● TASK REQUIREMENTS
Search term "entries": copy each line of the data containing it.

● RECORDS FOR THE TASK
----

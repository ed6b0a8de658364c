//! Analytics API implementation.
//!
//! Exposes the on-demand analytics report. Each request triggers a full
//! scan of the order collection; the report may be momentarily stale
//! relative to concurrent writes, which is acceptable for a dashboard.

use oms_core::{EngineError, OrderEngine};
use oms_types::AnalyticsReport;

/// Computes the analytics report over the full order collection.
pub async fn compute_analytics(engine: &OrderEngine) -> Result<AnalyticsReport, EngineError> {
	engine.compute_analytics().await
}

----

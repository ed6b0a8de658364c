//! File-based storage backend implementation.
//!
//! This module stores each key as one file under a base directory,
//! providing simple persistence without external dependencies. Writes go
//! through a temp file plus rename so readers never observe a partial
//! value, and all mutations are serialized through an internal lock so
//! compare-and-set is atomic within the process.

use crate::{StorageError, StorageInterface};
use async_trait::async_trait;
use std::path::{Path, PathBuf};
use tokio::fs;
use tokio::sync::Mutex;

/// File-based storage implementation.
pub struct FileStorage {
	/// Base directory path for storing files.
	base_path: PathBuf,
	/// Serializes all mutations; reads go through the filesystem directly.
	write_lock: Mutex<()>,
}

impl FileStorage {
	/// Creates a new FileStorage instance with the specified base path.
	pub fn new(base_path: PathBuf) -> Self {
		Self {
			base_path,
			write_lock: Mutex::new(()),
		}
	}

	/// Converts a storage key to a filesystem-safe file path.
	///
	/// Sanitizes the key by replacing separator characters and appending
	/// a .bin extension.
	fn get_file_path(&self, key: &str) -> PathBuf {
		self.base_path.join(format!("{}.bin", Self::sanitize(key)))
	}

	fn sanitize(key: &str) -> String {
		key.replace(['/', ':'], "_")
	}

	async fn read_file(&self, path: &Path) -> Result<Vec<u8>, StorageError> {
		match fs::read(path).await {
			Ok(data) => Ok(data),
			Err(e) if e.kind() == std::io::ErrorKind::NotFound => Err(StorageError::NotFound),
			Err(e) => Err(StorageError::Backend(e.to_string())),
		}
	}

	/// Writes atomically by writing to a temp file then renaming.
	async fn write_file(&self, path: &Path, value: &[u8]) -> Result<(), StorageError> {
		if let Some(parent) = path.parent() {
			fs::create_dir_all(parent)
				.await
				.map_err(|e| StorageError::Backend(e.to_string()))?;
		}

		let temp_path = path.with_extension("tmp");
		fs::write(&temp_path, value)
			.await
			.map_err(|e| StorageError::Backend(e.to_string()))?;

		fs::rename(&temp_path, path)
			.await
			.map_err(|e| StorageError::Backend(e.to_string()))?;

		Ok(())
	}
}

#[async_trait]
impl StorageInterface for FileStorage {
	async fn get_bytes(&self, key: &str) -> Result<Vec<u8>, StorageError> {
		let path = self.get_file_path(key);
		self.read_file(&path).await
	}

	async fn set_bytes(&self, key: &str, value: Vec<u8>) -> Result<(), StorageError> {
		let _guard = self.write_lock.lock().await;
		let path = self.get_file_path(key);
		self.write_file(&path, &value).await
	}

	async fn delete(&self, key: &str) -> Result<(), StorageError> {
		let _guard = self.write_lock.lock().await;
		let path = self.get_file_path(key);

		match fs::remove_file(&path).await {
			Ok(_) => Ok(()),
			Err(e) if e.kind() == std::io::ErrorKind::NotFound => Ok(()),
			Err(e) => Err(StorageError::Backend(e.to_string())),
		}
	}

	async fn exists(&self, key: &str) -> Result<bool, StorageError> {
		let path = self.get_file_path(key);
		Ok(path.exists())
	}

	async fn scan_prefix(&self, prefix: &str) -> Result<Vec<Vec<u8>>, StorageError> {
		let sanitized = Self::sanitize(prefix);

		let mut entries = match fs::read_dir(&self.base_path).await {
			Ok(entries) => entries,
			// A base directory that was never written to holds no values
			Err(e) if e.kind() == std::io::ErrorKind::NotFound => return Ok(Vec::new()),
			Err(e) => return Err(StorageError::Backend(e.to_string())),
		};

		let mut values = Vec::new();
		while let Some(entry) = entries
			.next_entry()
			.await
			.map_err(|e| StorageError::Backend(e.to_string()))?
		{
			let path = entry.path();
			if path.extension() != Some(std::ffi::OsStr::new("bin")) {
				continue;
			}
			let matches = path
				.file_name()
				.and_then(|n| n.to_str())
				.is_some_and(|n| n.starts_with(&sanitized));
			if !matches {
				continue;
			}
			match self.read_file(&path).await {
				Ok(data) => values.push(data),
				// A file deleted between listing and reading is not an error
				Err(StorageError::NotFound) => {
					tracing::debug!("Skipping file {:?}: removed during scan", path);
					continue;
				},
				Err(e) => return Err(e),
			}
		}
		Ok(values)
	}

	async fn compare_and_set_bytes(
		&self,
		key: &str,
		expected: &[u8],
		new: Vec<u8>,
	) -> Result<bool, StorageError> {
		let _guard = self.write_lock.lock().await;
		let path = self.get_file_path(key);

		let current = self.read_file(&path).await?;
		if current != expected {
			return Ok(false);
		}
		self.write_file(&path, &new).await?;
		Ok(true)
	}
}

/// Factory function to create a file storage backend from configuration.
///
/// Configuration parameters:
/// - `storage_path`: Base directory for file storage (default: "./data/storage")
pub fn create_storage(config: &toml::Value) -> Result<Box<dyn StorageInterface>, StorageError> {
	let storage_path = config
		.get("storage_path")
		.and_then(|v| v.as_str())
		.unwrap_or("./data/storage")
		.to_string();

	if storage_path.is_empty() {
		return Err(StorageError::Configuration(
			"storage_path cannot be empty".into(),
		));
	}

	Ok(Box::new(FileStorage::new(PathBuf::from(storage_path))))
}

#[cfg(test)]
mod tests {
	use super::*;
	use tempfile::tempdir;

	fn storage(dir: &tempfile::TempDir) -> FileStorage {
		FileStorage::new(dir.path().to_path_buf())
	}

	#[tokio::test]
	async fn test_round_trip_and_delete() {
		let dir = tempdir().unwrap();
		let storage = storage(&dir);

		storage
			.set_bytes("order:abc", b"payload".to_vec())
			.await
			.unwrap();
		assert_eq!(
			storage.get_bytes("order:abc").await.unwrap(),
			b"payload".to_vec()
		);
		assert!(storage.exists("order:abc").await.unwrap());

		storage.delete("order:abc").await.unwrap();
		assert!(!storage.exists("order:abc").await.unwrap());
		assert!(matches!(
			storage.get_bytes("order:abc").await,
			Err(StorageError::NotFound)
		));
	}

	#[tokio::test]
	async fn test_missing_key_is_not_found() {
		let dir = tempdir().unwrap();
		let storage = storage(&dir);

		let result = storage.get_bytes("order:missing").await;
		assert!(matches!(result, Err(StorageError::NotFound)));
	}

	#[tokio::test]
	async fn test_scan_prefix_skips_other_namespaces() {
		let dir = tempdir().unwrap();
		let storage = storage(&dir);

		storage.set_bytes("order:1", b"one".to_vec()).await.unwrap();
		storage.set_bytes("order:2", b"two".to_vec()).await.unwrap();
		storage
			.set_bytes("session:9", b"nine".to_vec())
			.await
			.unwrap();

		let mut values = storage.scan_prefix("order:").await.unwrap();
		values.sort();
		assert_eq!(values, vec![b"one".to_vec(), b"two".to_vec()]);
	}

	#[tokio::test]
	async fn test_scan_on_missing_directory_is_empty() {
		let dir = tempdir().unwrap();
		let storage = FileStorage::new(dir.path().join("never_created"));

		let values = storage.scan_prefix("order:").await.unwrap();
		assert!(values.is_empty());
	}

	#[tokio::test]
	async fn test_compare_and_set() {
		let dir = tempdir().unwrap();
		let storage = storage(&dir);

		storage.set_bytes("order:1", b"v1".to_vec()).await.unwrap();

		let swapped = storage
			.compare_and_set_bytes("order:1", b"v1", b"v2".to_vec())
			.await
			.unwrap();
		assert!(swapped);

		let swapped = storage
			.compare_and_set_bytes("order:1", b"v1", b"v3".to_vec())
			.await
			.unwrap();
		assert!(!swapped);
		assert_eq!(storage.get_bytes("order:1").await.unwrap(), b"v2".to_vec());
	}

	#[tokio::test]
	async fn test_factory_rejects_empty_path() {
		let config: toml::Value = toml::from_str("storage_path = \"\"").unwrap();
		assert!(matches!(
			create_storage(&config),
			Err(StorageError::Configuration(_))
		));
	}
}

----

● EXERCISE RESPONSE
		let mut entries = match fs::read_dir(&self.base_path).await {
			Ok(entries) => entries,
		while let Some(entry) = entries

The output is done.